Forse è la giornata giusta per giocare un po’ con
un balocco nuovo –
Franco riemerge dopo qualche minuto con una scatola decisamente
grande, sebbene sottile, perfettamente in linea con i 21 pollici
dello schermo piatto con computer integrato della Apple. Ed altre
due scatole più piccole: tastiera e mouse ottico.

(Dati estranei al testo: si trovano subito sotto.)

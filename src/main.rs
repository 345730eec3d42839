use std::{
    fs::File,
    io::{self, BufWriter, Write},
    path::{Path, PathBuf},
};

use anyhow::{ensure, Context, Result};
use clap::{Parser, Subcommand};
use o2_rom_tools::{emit, hex, load, remap_with, Layout};
use tracing::{info, Level};
use tracing_subscriber::FmtSubscriber;

/// Odyssey² ROM image tools.
#[derive(Parser)]
#[command(version)]
struct Args {
    /// Log level (trace, debug, info, warn, error). Logs go to stderr.
    #[arg(long, default_value = "info", global = true)]
    log_level: Level,

    #[command(subcommand)]
    cmd: Cmd,
}

#[derive(Subcommand)]
enum Cmd {
    /// Flatten a BIOS and a cartridge dump into a C array, mirroring each
    /// bank's upper KiB for the missing A10 line.
    Remap {
        /// 1 KiB BIOS dump. Shorter files are zero-padded.
        firmware: PathBuf,

        /// 2, 4 or 8 KiB cartridge dump.
        cartridge: PathBuf,

        /// Where to write the C source. Defaults to stdout.
        output: Option<PathBuf>,

        #[arg(long, value_enum, default_value_t)]
        layout: Layout,
    },

    /// List every byte of an image with its bits drawn out and a few opcodes
    /// recognized.
    Bitmap {
        image: PathBuf,

        /// Where to write the listing. Defaults to stdout.
        output: Option<PathBuf>,

        /// Only list offsets in `start.end` (hex, inclusive), e.g. `$400.7ff`.
        #[arg(long)]
        range: Option<String>,
    },
}

fn main() -> Result<()> {
    let args = Args::parse();

    let subscriber = FmtSubscriber::builder()
        .with_max_level(args.log_level)
        .with_target(false)
        .with_writer(io::stderr)
        .finish();
    tracing::subscriber::set_global_default(subscriber)
        .context("failed to install log subscriber")?;

    match args.cmd {
        Cmd::Remap {
            firmware,
            cartridge,
            output,
            layout,
        } => run_remap(&firmware, &cartridge, output.as_deref(), layout),
        Cmd::Bitmap {
            image,
            output,
            range,
        } => run_bitmap(&image, output.as_deref(), range.as_deref()),
    }
}

fn run_remap(
    fw_path: &Path,
    cart_path: &Path,
    output: Option<&Path>,
    layout: Layout,
) -> Result<()> {
    let fw = load::firmware(fw_path)?;
    let cart = load::cartridge(cart_path)?;
    let starts_with = &cart.as_bytes()[..3];
    info!("cartridge starts with {starts_with:02x?}");

    let image = remap_with(layout, &fw, &cart)?;
    info!(
        "mapped {} KiB cartridge as {} KiB ({layout:?})",
        cart.len() / 1024,
        image.len() / 1024
    );

    let sources = emit::Sources {
        firmware: &fw_path.display().to_string(),
        cartridge: &cart_path.display().to_string(),
    };
    write_output(output, |out| emit::c_source(out, &image, sources))
}

fn run_bitmap(path: &Path, output: Option<&Path>, range: Option<&str>) -> Result<()> {
    let image = load::raw(path)?;

    let range = range.map(hex::decode_range).transpose()?;
    if let Some(r) = &range {
        ensure!(
            *r.end() < image.len(),
            "range ${:04x}.{:04x} is past the end of a {} byte image",
            r.start(),
            r.end(),
            image.len()
        );
    }

    let name = path.display().to_string();
    write_output(output, |out| emit::bitmap(out, &image, &name, range))
}

fn write_output(
    path: Option<&Path>,
    f: impl FnOnce(&mut dyn Write) -> io::Result<()>,
) -> Result<()> {
    match path {
        Some(path) => {
            let file =
                File::create(path).with_context(|| format!("failed to create {}", path.display()))?;
            let mut out = BufWriter::new(file);
            f(&mut out).with_context(|| format!("failed to write {}", path.display()))?;
            out.flush()?;
        }
        None => {
            let mut out = io::stdout().lock();
            f(&mut out).context("failed to write to stdout")?;
            out.flush()?;
        }
    }
    Ok(())
}
//! Tools for Odyssey² ROM images: flatten firmware and cartridge dumps into a
//! single image that tolerates the console's missing A10 line, and annotate
//! images byte by byte.

pub mod annotate;
pub mod emit;
mod error;
pub mod hex;
pub mod image;
pub mod load;
pub mod remap;

pub use annotate::{annotate, AnnotatedByte, Class};
pub use error::{Error, OperandOutOfRange};
pub use image::{CartridgeImage, FirmwareImage, Location, OutputImage};
pub use remap::{remap, remap_with, Layout};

- Finalmente, non ne potevo più di rovinarmi gli occhi
sul 17 pollici del note book. Al solito, lo provo. Se qualcosa
non va, il pacco torna al mittente – Gli strizza l’occhio
e gli allunga l’American Express.
Ha fatto un ottimo affare e se ne torna a casa con qualcosa di
diverso cui pensare, qualcosa che abbassi il livello di allerta
dell’anima.
L’iMac
è bellissimo, la struttura di un bianco lattiginoso e lo
schermo nero lucido, la sua linea pulita, i suoi led ad intermittenza
sfumata. Sposta il portatile aziendale dalla postazione abituale
e ci appoggia il 21 pollici, la nuova tastiera ed il mouse, anch’essi
bianchi opalescenti. Il sistema di autoconfigurazione dell’iMac
gli consente di rendere operativo il computer in pochi minuti.
Trasferisce da portatile al suo nuovo gioiello tutti i programmi
ed i file che pensa possano essergli utili. Il minimo indispensabile
per potersi divertire un po’.
Decide di scaricare la sua posta per vedere se ha correttamente
impostato l’account.
Il modem per il collegamento inizia a stridere, in quel suo modo
stonato e fastidioso ed infine il collegamento si attiva. Su ‘Enturage’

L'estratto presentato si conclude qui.